_What you should do_:
From the entries, return every line where the string "RefreshLoop" shows up.

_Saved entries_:

__________

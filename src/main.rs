/*
 * Copyright (C) 2026 The Argo CD Extra App Info Exporter Authors
 *
 * Licensed under the Apache License, Version 2.0 (the "License");
 * you may not use this file except in compliance with the License.
 * You may obtain a copy of the License at
 *
 * http://www.apache.org/licenses/LICENSE-2.0
 *
 * Unless required by applicable law or agreed to in writing, software
 * distributed under the License is distributed on an "AS IS" BASIS,
 * WITHOUT WARRANTIES OR CONDITIONS OF ANY KIND, either express or implied.
 * See the License for the specific language governing permissions and
 * limitations under the License.
 */

use std::error::Error;
use std::process;
use std::sync::Arc;

use clap::Parser;

use argocd_extra_app_info_exporter::exporter::argocd::client::ArgoClient;
use argocd_extra_app_info_exporter::exporter::argocd::credentials;
use argocd_extra_app_info_exporter::exporter::buildinfo;
use argocd_extra_app_info_exporter::exporter::cli::ExporterArgs;
use argocd_extra_app_info_exporter::exporter::logger::{log_error, log_info, set_log_format};
use argocd_extra_app_info_exporter::exporter::observability::health::ExporterHealth;
use argocd_extra_app_info_exporter::exporter::observability::metrics::ExporterMetrics;
use argocd_extra_app_info_exporter::exporter::refresh::{RefreshConfig, RefreshLoop};
use argocd_extra_app_info_exporter::exporter::server::{self, AppState};

#[tokio::main]
async fn main() {
    let args = ExporterArgs::parse();

    if args.version {
        println!("{}", buildinfo::version());
        return;
    }

    set_log_format(args.log_format.into());

    if let Err(err) = run(args).await {
        let message = err.to_string();
        log_error("main", "Exporter terminated", &[("error", message.as_str())]);
        process::exit(1);
    }
}

async fn run(args: ExporterArgs) -> Result<(), Box<dyn Error + Send + Sync>> {
    let interval = args.effective_interval();
    let interval_text = format!("{}s", interval.as_secs());
    let version = buildinfo::version();
    log_info(
        "main",
        "Starting exporter",
        &[
            ("version", version.as_str()),
            ("interval", interval_text.as_str()),
        ],
    );

    let credentials = credentials::resolve(args.kubeconfig.as_deref())?;
    let client = ArgoClient::new(credentials)?;

    let metrics = Arc::new(ExporterMetrics::new()?);
    let health = Arc::new(ExporterHealth::default());

    let config = RefreshConfig {
        interval,
        namespace: args.namespace_scope().map(str::to_string),
        excluded_revisions: args
            .exclude_revisions
            .iter()
            .filter(|r| !r.is_empty())
            .cloned()
            .collect(),
    };
    drop(RefreshLoop::new(client, config, Arc::clone(&metrics), Arc::clone(&health)).spawn());

    let state = Arc::new(AppState { metrics, health });
    server::serve(args.metrics_listen_address, &args.metrics_path, state).await
}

__________

_Response to this exercise_:
use argocd_extra_app_info_exporter::exporter::refresh::{RefreshConfig, RefreshLoop};
    drop(RefreshLoop::new(client, config, Arc::clone(&metrics), Arc::clone(&health)).spawn());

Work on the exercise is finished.